The RepoIMU T-stick [1] is a small, low-cost, and high-performance inertial measurement unit (IMU) that can be used for a wide range of applications. The RepoIMU T-stick is a 9-axis IMU that measures the acceleration, angular velocity, and magnetic field. This database contains two separate sets of experiments recorded with a T-stick and a pendulum. A total of 29 trials were collected on the T-stick, and each trial lasted approximately 90 seconds. As the name suggests, the IMU is attached to a T-shaped stick equipped with six reflective markers. Each experiment consists of slow or fast rotation around a principal sensor axis or translation along a principal sensor axis. In this scenario, the data from the Vicon Nexus OMC system and the XSens MTi IMU are synchronized and provided at a frequency of 100 Hz. The authors clearly state that the IMU coordinate system and the ground trace are not aligned and propose a method to compensate for one of the two required rotations based on quaternion averaging.
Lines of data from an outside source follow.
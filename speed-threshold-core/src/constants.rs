//! Centralized formula constants for the speed threshold engine.
//!
//! These values define the built-in ruleset. `data/rules.json` mirrors them
//! and the two are checked against each other in tests.

// Action value ------------------------------------------------------------
pub const STANDARD_HALL_BASE_ACTION_VALUE: i64 = 150;
pub const ANOMALY_ARBITRATION_BASE_ACTION_VALUE: i64 = 300;
pub const ACTION_VALUE_PER_EXTRA_TURN: i64 = 100;

// Advance -----------------------------------------------------------------
pub const RECURRING_TRIGGER_ADVANCE: f64 = 0.25;
pub const ONE_TIME_BONUS_ADVANCE: f64 = 0.40;
/// Distance a unit must cover to take one action.
pub const ACTION_GAUGE: f64 = 10_000.0;
pub const CUSTOM_ADVANCE_SLOTS: usize = 6;

// Normalization -----------------------------------------------------------
/// Raw advance values at or above this magnitude are read as percentages.
pub const PERCENT_CUTOFF: f64 = 1.0;
pub const PERCENT_DIVISOR: f64 = 100.0;

// Logging keys -------------------------------------------------------------
pub(crate) const LOG_NON_POSITIVE_THRESHOLD: &str = "threshold.non-positive";
use speed_threshold_core::{
    CalcError, Mode, SpeedInputs, SpeedRules, ValidationError, compute_speed_breakdown,
    compute_speed_threshold, parse_advance_value, total_action_value, total_advance_value,
};

const ZEROES: [&str; 6] = ["0"; 6];

fn close(a: f64, b: f64) -> bool {
    (a - b).abs() < 1e-9
}

#[test]
fn action_value_is_linear_in_turns_for_every_mode() {
    for (mode, intercept) in [(Mode::StandardHall, 150), (Mode::AnomalyArbitration, 300)] {
        let mut previous = None;
        for turns in 1..=50_i64 {
            let value = total_action_value(mode, turns).unwrap();
            assert_eq!(value, intercept + 100 * (turns - 1));
            if let Some(prev) = previous {
                assert_eq!(value - prev, 100);
            }
            previous = Some(value);
        }
    }
}

#[test]
fn advance_normalization_table() {
    let cases = [("", 0.0), ("0", 0.0), ("24", 0.24), ("0.24", 0.24), ("-50", -0.5)];
    for (raw, expected) in cases {
        let value = parse_advance_value(raw).unwrap();
        assert!(close(value, expected), "{raw:?} -> {value}");
    }
    assert!(matches!(
        parse_advance_value("abc"),
        Err(CalcError::Parse { ref raw, .. }) if raw == "abc"
    ));
}

#[test]
fn advance_total_for_two_triggers_and_bonus() {
    let total = total_advance_value(2, true, &[0.0; 6]).unwrap();
    assert!(close(total, 9_000.0));
}

#[test]
fn end_to_end_thresholds_per_mode() {
    let standard = compute_speed_breakdown(2, Mode::StandardHall, 1, 0, false, &ZEROES).unwrap();
    assert_eq!(standard.action_value, 150);
    assert!(close(standard.advance_total, 0.0));
    assert_eq!(standard.threshold, 134);

    let anomaly =
        compute_speed_breakdown(2, Mode::AnomalyArbitration, 1, 0, false, &ZEROES).unwrap();
    assert_eq!(anomaly.action_value, 300);
    assert_eq!(anomaly.threshold, 67);
}

#[test]
fn boundary_inputs_fail_validation() {
    assert!(matches!(
        compute_speed_threshold(0, Mode::StandardHall, 1, 0, false, &ZEROES),
        Err(CalcError::Validation(ValidationError::TargetActionCount(0)))
    ));
    assert!(matches!(
        compute_speed_threshold(2, Mode::StandardHall, 1, 0, false, &["0"; 5]),
        Err(CalcError::Validation(ValidationError::CustomSlotCount { actual: 5, .. }))
    ));
    assert!(matches!(
        compute_speed_threshold(2, Mode::StandardHall, 0, 0, false, &ZEROES),
        Err(CalcError::Validation(ValidationError::TurnCount(0)))
    ));
    assert!(matches!(
        compute_speed_threshold(2, Mode::StandardHall, 1, -3, false, &ZEROES),
        Err(CalcError::Validation(ValidationError::NegativeTriggerCount(-3)))
    ));
}

#[test]
fn identical_inputs_give_identical_results() {
    let custom = ["12", "0.05", "", "-3", "0", "7.5"];
    let first = compute_speed_breakdown(3, Mode::AnomalyArbitration, 4, 2, true, &custom);
    let second = compute_speed_breakdown(3, Mode::AnomalyArbitration, 4, 2, true, &custom);
    assert_eq!(first, second);
}

#[test]
fn threshold_never_under_provisions() {
    let rules = SpeedRules::default();
    for target in 1..=5_i64 {
        for turns in 1..=5_i64 {
            for triggers in 0..=3_i64 {
                let inputs = SpeedInputs {
                    target_action_count: target,
                    mode: Mode::StandardHall,
                    turn_count: turns,
                    recurring_trigger_count: triggers,
                    one_time_bonus_present: false,
                    custom_advance_values: ZEROES.iter().map(ToString::to_string).collect(),
                };
                let b = rules.compute_breakdown(&inputs).unwrap();
                let speed = b.threshold as f64;
                let needed = 10_000.0 * target as f64 - b.advance_total;
                assert!(speed * b.action_value as f64 >= needed - 1e-6);
                assert!((speed - 1.0) * (b.action_value as f64) < needed);
            }
        }
    }
}
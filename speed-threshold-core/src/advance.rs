//! Advance contributions: normalizing raw entries and summing them.

use crate::constants::{PERCENT_CUTOFF, PERCENT_DIVISOR};
use crate::error::{CalcError, ValidationError};
use crate::numbers::i64_to_f64;
use crate::rules::SpeedRules;

const ADVANCE_FIELD: &str = "advance value";

/// Normalize a raw advance entry into a fraction.
///
/// Blank input is zero. Magnitudes of one or more are read as percentages
/// (`"24"` is `0.24`); smaller values are taken as already fractional.
///
/// # Errors
///
/// Returns [`CalcError::Parse`] if the input is not a finite number.
pub fn parse_advance_value(raw: &str) -> Result<f64, CalcError> {
    parse_advance_field(ADVANCE_FIELD, raw)
}

/// [`parse_advance_value`] with the field name reported on failure.
///
/// # Errors
///
/// Returns [`CalcError::Parse`] naming `field` if the input is not a finite number.
pub fn parse_advance_field(field: &str, raw: &str) -> Result<f64, CalcError> {
    let trimmed = raw.trim();
    if trimmed.is_empty() {
        return Ok(0.0);
    }
    let value: f64 = trimmed
        .parse()
        .ok()
        .filter(|v: &f64| v.is_finite())
        .ok_or_else(|| CalcError::parse(field, raw))?;
    if value.abs() >= PERCENT_CUTOFF {
        Ok(value / PERCENT_DIVISOR)
    } else {
        Ok(value)
    }
}

impl SpeedRules {
    /// Combined advance from recurring triggers, the one-time bonus and the
    /// custom contributions, scaled to the action gauge.
    ///
    /// # Errors
    ///
    /// Returns a validation error if `recurring_trigger_count` is negative or
    /// `custom` does not hold exactly `custom_slots` entries.
    pub fn total_advance_value(
        &self,
        recurring_trigger_count: i64,
        one_time_bonus_present: bool,
        custom: &[f64],
    ) -> Result<f64, CalcError> {
        if recurring_trigger_count < 0 {
            return Err(ValidationError::NegativeTriggerCount(recurring_trigger_count).into());
        }
        self.ensure_custom_slots(custom.len())?;

        let recurring_total = i64_to_f64(recurring_trigger_count) * self.recurring_trigger_advance;
        let bonus_total = if one_time_bonus_present {
            self.one_time_bonus_advance
        } else {
            0.0
        };
        let custom_total: f64 = custom.iter().sum();
        let combined = (recurring_total + bonus_total + custom_total) * self.action_gauge;
        log::debug!(
            "advance: recurring {recurring_total} + bonus {bonus_total} + custom {custom_total} -> {combined}"
        );
        Ok(combined)
    }

    pub(crate) fn ensure_custom_slots(&self, actual: usize) -> Result<(), ValidationError> {
        if actual == self.custom_slots {
            Ok(())
        } else {
            Err(ValidationError::CustomSlotCount {
                expected: self.custom_slots,
                actual,
            })
        }
    }
}

/// [`SpeedRules::total_advance_value`] under the built-in rules.
///
/// # Errors
///
/// Returns a validation error on a negative trigger count or a custom slice
/// that is not exactly six entries long.
pub fn total_advance_value(
    recurring_trigger_count: i64,
    one_time_bonus_present: bool,
    custom: &[f64],
) -> Result<f64, CalcError> {
    SpeedRules::default().total_advance_value(
        recurring_trigger_count,
        one_time_bonus_present,
        custom,
    )
}
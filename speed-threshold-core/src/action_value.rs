//! Per-action budget as a function of mode and elapsed turns.

use crate::error::{CalcError, ValidationError};
use crate::mode::Mode;
use crate::rules::SpeedRules;

impl SpeedRules {
    /// Action value available across `turn_count` turns in `mode`.
    ///
    /// The first turn is worth the mode's base value; each further turn adds
    /// `per_extra_turn`.
    ///
    /// # Errors
    ///
    /// Returns a validation error if `turn_count < 1` or the result overflows.
    pub fn total_action_value(&self, mode: Mode, turn_count: i64) -> Result<i64, CalcError> {
        if turn_count < 1 {
            return Err(ValidationError::TurnCount(turn_count).into());
        }
        let effective_turns = turn_count - 1;
        let value = self
            .per_extra_turn
            .checked_mul(effective_turns)
            .and_then(|extra| extra.checked_add(self.base_action_value(mode)))
            .ok_or(ValidationError::ActionValueOverflow(turn_count))?;
        log::debug!("action value for {mode} over {turn_count} turn(s): {value}");
        Ok(value)
    }
}

/// [`SpeedRules::total_action_value`] under the built-in rules.
///
/// # Errors
///
/// Returns a validation error if `turn_count < 1`.
pub fn total_action_value(mode: Mode, turn_count: i64) -> Result<i64, CalcError> {
    SpeedRules::default().total_action_value(mode, turn_count)
}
Unfortunately, some experiments contain gyroscope clipping and ground tracking, which significantly affect the obtained errors. Therefore, careful pre-processing and removal of some trials should be considered when using the dataset to evaluate the model’s accuracy. The dataset is available at Link.

RepoIMU T-pendulum

The second part of the RepoIMU dataset contains data from a triple pendulum on which the IMUs are mounted. Measurement data is provided at 90 Hz or 166 Hz. However, the IMU data contains duplicate samples. This is usually the result of artificial sampling or transmission problems where missed samples are replaced by duplicating the last sample received, effectively reducing the sampling rate. The sampling rate achieved when discarding frequent samples is about 25 Hz and 48 Hz for the accelerometer and gyroscope, respectively. Due to this issue, it is not recommended to use this database for model training and evaluation. Due to this fact, we cannot recommend using pendulum tests to evaluate the accuracy of IOE with high precision.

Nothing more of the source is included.